Populism's march continues with compensation restrictions for TARP recipients, but economists warn that wage controls 'never work.'


As in the 1930s, green-eyed populists are once again staring resentfully at the pay and lifestyles of corporate executives and demanding change.

Democrats in Congress and the news media have long pushed for pay caps for the very rich. President Barack Obama complained about “corporate excess” while campaigning and had introduced a “say on pay” bill while in the Senate, according to CNN. But on Feb. 4, Obama took the first real steps toward wage restrictions.

“For top executives to award themselves these kinds of compensation packages in the midst of this economic crisis isn’t just bad taste – it’s a bad strategy – and I will not tolerate it,” Obama declared on Feb. 4.

Obama said the government will be “demanding some restraint” and will prohibit senior executives of companies getting money from the federal bailout from earning more than $500,000 (other compensation will be restricted to stocks that cannot be cashed until the government is repaid).
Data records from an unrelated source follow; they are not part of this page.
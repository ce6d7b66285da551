use serde::{Deserialize, Serialize};

use haven_core::types::MessageRole;

/// Conversation lifecycle status.
#[derive(Debug, Clone, Copy, PartialEq, Eq, Serialize, Deserialize, Default)]
#[serde(rename_all = "lowercase")]
pub enum ConversationStatus {
    #[default]
    Active,
    Archived,
    Deleted,
}

impl ConversationStatus {
    pub fn as_str(&self) -> &'static str {
        match self {
            ConversationStatus::Active => "active",
            ConversationStatus::Archived => "archived",
            ConversationStatus::Deleted => "deleted",
        }
    }
}

impl std::str::FromStr for ConversationStatus {
    type Err = String;

    fn from_str(s: &str) -> std::result::Result<Self, Self::Err> {
        match s {
            "active" => Ok(ConversationStatus::Active),
            "archived" => Ok(ConversationStatus::Archived),
            "deleted" => Ok(ConversationStatus::Deleted),
            other => Err(format!("unknown conversation status: {}", other)),
        }
    }
}

/// A persistent chat session owned by exactly one principal.
#[derive(Debug, Clone, Serialize)]
pub struct Conversation {
    pub id: String,
    pub principal_id: i64,
    pub title: String,
    pub status: ConversationStatus,
    pub model: Option<String>,
    pub system_prompt: Option<String>,
    pub metadata: serde_json::Value,
    pub message_count: u32,
    pub total_tokens: u64,
    pub created_at: String,
    pub updated_at: String,
}

/// A single utterance. Immutable once written.
#[derive(Debug, Clone, Serialize)]
pub struct Message {
    pub id: String,
    pub conversation_id: String,
    pub seq: i64,
    pub role: MessageRole,
    pub content: String,
    pub raw_content: Option<String>,
    pub reasoning: Option<String>,
    pub token_count: u32,
    pub provider_meta: serde_json::Value,
    pub created_at: String,
}

/// Input to `append_message`. Token count may be pre-attested by the
/// provider; the store treats an absent count as zero and leaves the
/// counting policy to the caller.
#[derive(Debug, Clone)]
pub struct NewMessage {
    pub role: MessageRole,
    pub content: String,
    pub raw_content: Option<String>,
    pub reasoning: Option<String>,
    pub token_count: u32,
    pub provider_meta: Option<ProviderMeta>,
}

impl NewMessage {
    pub fn user(content: impl Into<String>, token_count: u32) -> Self {
        Self {
            role: MessageRole::User,
            content: content.into(),
            raw_content: None,
            reasoning: None,
            token_count,
            provider_meta: None,
        }
    }

    pub fn system(content: impl Into<String>, token_count: u32) -> Self {
        Self {
            role: MessageRole::System,
            content: content.into(),
            raw_content: None,
            reasoning: None,
            token_count,
            provider_meta: None,
        }
    }
}

/// Provider-returned metadata persisted alongside assistant messages.
/// `user_message_id` doubles as the idempotency key for the persistence
/// worker.
#[derive(Debug, Clone, Default, Serialize, Deserialize)]
pub struct ProviderMeta {
    #[serde(skip_serializing_if = "Option::is_none")]
    pub model: Option<String>,
    #[serde(skip_serializing_if = "Option::is_none")]
    pub input_tokens: Option<u32>,
    #[serde(skip_serializing_if = "Option::is_none")]
    pub output_tokens: Option<u32>,
    #[serde(skip_serializing_if = "Option::is_none")]
    pub total_tokens: Option<u32>,
    #[serde(skip_serializing_if = "Option::is_none")]
    pub elapsed_ms: Option<u64>,
    #[serde(skip_serializing_if = "Option::is_none")]
    pub user_message_id: Option<String>,
}

/// Filters for conversation listing. Soft-deleted conversations only show
/// up when explicitly asked for via `status`.
#[derive(Debug, Clone, Default)]
pub struct ConversationFilter {
    pub status: Option<ConversationStatus>,
    pub search: Option<String>,
    pub created_after: Option<String>,
    pub created_before: Option<String>,
    pub limit: u32,
    pub offset: u32,
}

/// Partial update for conversation metadata.
#[derive(Debug, Clone, Default, Deserialize)]
pub struct ConversationPatch {
    pub title: Option<String>,
    pub status: Option<ConversationStatus>,
    pub model: Option<String>,
    pub system_prompt: Option<String>,
    pub metadata: Option<serde_json::Value>,
}
use haven_core::error::GatewayError;
use thiserror::Error;

#[derive(Debug, Error)]
pub enum AuthError {
    #[error("malformed or unsigned credential: {0}")]
    InvalidCredential(String),

    #[error("credential has expired")]
    CredentialExpired,

    #[error("credential rejected: {0}")]
    CredentialRejected(String),

    #[error("unknown signing key: {0}")]
    UnknownKeyId(String),

    #[error("identity provider unreachable: {0}")]
    IdpUnreachable(String),

    #[error("principal not found: {0}")]
    PrincipalNotFound(String),

    #[error("permission denied: {0}")]
    PermissionDenied(String),

    #[error("database error: {0}")]
    Database(#[from] rusqlite::Error),
}

impl From<AuthError> for GatewayError {
    fn from(err: AuthError) -> Self {
        match err {
            AuthError::InvalidCredential(msg) => {
                GatewayError::auth("INVALID_CREDENTIAL", msg)
            }
            AuthError::CredentialExpired => {
                GatewayError::auth("CREDENTIAL_EXPIRED", "credential has expired")
            }
            AuthError::CredentialRejected(msg) => {
                GatewayError::auth("CREDENTIAL_REJECTED", msg)
            }
            AuthError::UnknownKeyId(kid) => GatewayError::auth(
                "INVALID_CREDENTIAL",
                format!("no signing key matches kid '{}'", kid),
            ),
            AuthError::IdpUnreachable(msg) => {
                GatewayError::unavailable("IDP_UNREACHABLE", msg)
            }
            AuthError::PrincipalNotFound(id) => {
                GatewayError::not_found("principal").with_details(serde_json::json!({ "id": id }))
            }
            AuthError::PermissionDenied(msg) => GatewayError::forbidden(msg),
            AuthError::Database(e) => GatewayError::internal(e.to_string()),
        }
    }
}

pub type Result<T> = std::result::Result<T, AuthError>;
pub mod cache;
pub mod coordinator;
pub mod error;
pub mod frames;
pub mod session;
pub mod tags;

pub use cache::SessionCache;
pub use coordinator::StreamCoordinator;
pub use frames::SseFrame;
pub use session::{mint_stream_token, StreamSession};
use rusqlite::Connection;

use crate::error::Result;

/// Initialise the durable job queue table. Safe to call on every startup.
pub fn init_db(conn: &Connection) -> Result<()> {
    conn.execute_batch(
        "CREATE TABLE IF NOT EXISTS jobs (
            id              TEXT PRIMARY KEY,
            kind            TEXT NOT NULL,
            payload         TEXT NOT NULL DEFAULT '{}',
            status          TEXT NOT NULL DEFAULT 'pending',
            attempts        INTEGER NOT NULL DEFAULT 0,
            next_attempt_at TEXT NOT NULL,
            last_error      TEXT,
            created_at      TEXT NOT NULL,
            updated_at      TEXT NOT NULL
        );
        CREATE INDEX IF NOT EXISTS idx_jobs_due
            ON jobs(status, next_attempt_at);",
    )?;
    Ok(())
}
The networks barely criticized Obama’s plan, while CNN anchors praised the move. CBS’s “Early Show” called Obama’s move “trimming the fat,” while ABC’s Terry Moran summed up Obama’s speech: “For Americans disgusted by big bonuses and the lifestyles that go with them, his message was clear. This country’s culture of excess must come to an end.”

Anthony Mason’s Feb. 4 report for CBS “Evening News” only included two experts and neither criticized the policy. One of them, Neil Weinberg of Forbes, said there had been “an executive pay orgy that has been going on in this country for far two long.” Another said “sometimes you need an external whack.”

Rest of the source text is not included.